***** Given records *****

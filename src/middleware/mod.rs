//! Request middleware

pub mod auth;

pub use auth::{require_user, AuthenticatedUser};
//! In-memory store accessor for tests and local development

use super::models::{TaskRecord, UserRecord};
use super::{Store, StoreError};
use async_trait::async_trait;
use std::collections::HashMap;

/// In-memory store keyed by user id
#[derive(Debug, Default)]
pub struct MemoryStore {
    users: HashMap<String, UserRecord>,
    tasks: HashMap<String, Vec<TaskRecord>>,
}

impl MemoryStore {
    pub fn new() -> Self {
        Self::default()
    }

    /// Insert a user record, keyed by its id
    pub fn insert_user(&mut self, user: UserRecord) {
        self.users.insert(user.id.clone(), user);
    }

    /// Replace the task list for a user
    pub fn insert_tasks(&mut self, user_id: &str, tasks: Vec<TaskRecord>) {
        self.tasks.insert(user_id.to_string(), tasks);
    }
}

#[async_trait]
impl Store for MemoryStore {
    async fn get_user(&self, user_id: &str) -> Result<Option<UserRecord>, StoreError> {
        if user_id.is_empty() {
            return Err(StoreError::InvalidIdentifier(user_id.to_string()));
        }
        Ok(self.users.get(user_id).cloned())
    }

    async fn get_tasks_by_owner(&self, user_id: &str) -> Result<Vec<TaskRecord>, StoreError> {
        if user_id.is_empty() {
            return Err(StoreError::InvalidIdentifier(user_id.to_string()));
        }
        Ok(self.tasks.get(user_id).cloned().unwrap_or_default())
    }
}

#[cfg(test)]
mod tests {
    use super::*;
    use crate::store::models::UserPreferences;

    fn user(id: &str) -> UserRecord {
        UserRecord {
            id: id.to_string(),
            name: "Test User".to_string(),
            email: "test@example.com".to_string(),
            level: 3,
            xp: 250,
            total_tasks_completed: 12,
            preferences: UserPreferences::default(),
        }
    }

    #[test]
    fn test_get_user_returns_none_for_unknown() {
        let store = MemoryStore::new();
        let result = tokio_test::block_on(store.get_user("missing"));
        assert!(matches!(result, Ok(None)));
    }

    #[test]
    fn test_get_user_roundtrip() {
        let mut store = MemoryStore::new();
        store.insert_user(user("u1"));

        let found = tokio_test::block_on(store.get_user("u1")).unwrap();
        assert_eq!(found.unwrap().name, "Test User");
    }

    #[test]
    fn test_empty_id_is_invalid() {
        let store = MemoryStore::new();
        let result = tokio_test::block_on(store.get_user(""));
        assert!(matches!(result, Err(StoreError::InvalidIdentifier(_))));

        let result = tokio_test::block_on(store.get_tasks_by_owner(""));
        assert!(matches!(result, Err(StoreError::InvalidIdentifier(_))));
    }

    #[test]
    fn test_tasks_default_to_empty() {
        let mut store = MemoryStore::new();
        store.insert_user(user("u1"));
        let tasks = tokio_test::block_on(store.get_tasks_by_owner("u1")).unwrap();
        assert!(tasks.is_empty());
    }
}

*****

• Work instructions: Above are the entries; copy out every line among them that contains the word "middleware".

• Worked solution:
filename src/middleware/mod.rs
//! Request middleware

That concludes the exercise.